What you are asked to do
For the entries that follow, report how many lines include the word "Result" and add nothing.

Supplied material START

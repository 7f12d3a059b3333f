//! Strongly-typed identifier value objects.

use serde::{Deserialize, Serialize};
use std::fmt;
use std::str::FromStr;
use uuid::Uuid;

use super::ValidationError;

/// Declares a UUID-backed identifier with the usual constructors.
macro_rules! uuid_id {
    ($(#[$meta:meta])* $name:ident) => {
        $(#[$meta])*
        #[derive(Debug, Clone, Copy, PartialEq, Eq, Hash, PartialOrd, Ord, Serialize, Deserialize)]
        #[serde(transparent)]
        pub struct $name(Uuid);

        impl $name {
            /// Creates a new random identifier.
            pub fn new() -> Self {
                Self(Uuid::new_v4())
            }

            /// Wraps an existing UUID.
            pub fn from_uuid(uuid: Uuid) -> Self {
                Self(uuid)
            }

            /// Returns the inner UUID.
            pub fn as_uuid(&self) -> &Uuid {
                &self.0
            }
        }

        impl Default for $name {
            fn default() -> Self {
                Self::new()
            }
        }

        impl fmt::Display for $name {
            fn fmt(&self, f: &mut fmt::Formatter<'_>) -> fmt::Result {
                write!(f, "{}", self.0)
            }
        }

        impl FromStr for $name {
            type Err = uuid::Error;

            fn from_str(s: &str) -> Result<Self, Self::Err> {
                Ok(Self(Uuid::parse_str(s)?))
            }
        }
    };
}

uuid_id!(
    /// Unique identifier for a placed order.
    OrderId
);

uuid_id!(
    /// Unique identifier for a customer record.
    CustomerId
);

uuid_id!(
    /// Unique identifier for a persisted postal address.
    AddressId
);

/// Catalog product key.
///
/// Products are owned by the storefront catalog, which keys them numerically.
#[derive(Debug, Clone, Copy, PartialEq, Eq, Hash, PartialOrd, Ord, Serialize, Deserialize)]
#[serde(transparent)]
pub struct ProductId(i64);

impl ProductId {
    /// Creates a ProductId, rejecting non-positive keys.
    pub fn new(id: i64) -> Result<Self, ValidationError> {
        if id <= 0 {
            return Err(ValidationError::invalid_format(
                "product_id",
                format!("must be positive, got {}", id),
            ));
        }
        Ok(Self(id))
    }

    /// Returns the raw key.
    pub fn value(&self) -> i64 {
        self.0
    }
}

impl fmt::Display for ProductId {
    fn fmt(&self, f: &mut fmt::Formatter<'_>) -> fmt::Result {
        write!(f, "{}", self.0)
    }
}

/// Public handle for an order, handed back to the shopper after checkout.
///
/// Always a lowercase hyphenated UUID v4.
#[derive(Debug, Clone, PartialEq, Eq, Hash, Serialize, Deserialize)]
#[serde(transparent)]
pub struct OrderTrackingNumber(String);

impl OrderTrackingNumber {
    /// Generates a fresh tracking number.
    pub fn generate() -> Self {
        Self(Uuid::new_v4().to_string())
    }

    /// Parses a tracking number received from a client or storage.
    pub fn parse(s: &str) -> Result<Self, ValidationError> {
        let uuid = Uuid::parse_str(s.trim()).map_err(|_| {
            ValidationError::invalid_format("order_tracking_number", "not a UUID")
        })?;
        Ok(Self(uuid.hyphenated().to_string()))
    }

    pub fn as_str(&self) -> &str {
        &self.0
    }
}

impl fmt::Display for OrderTrackingNumber {
    fn fmt(&self, f: &mut fmt::Formatter<'_>) -> fmt::Result {
        f.write_str(&self.0)
    }
}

Supplied material END

Solved problem
6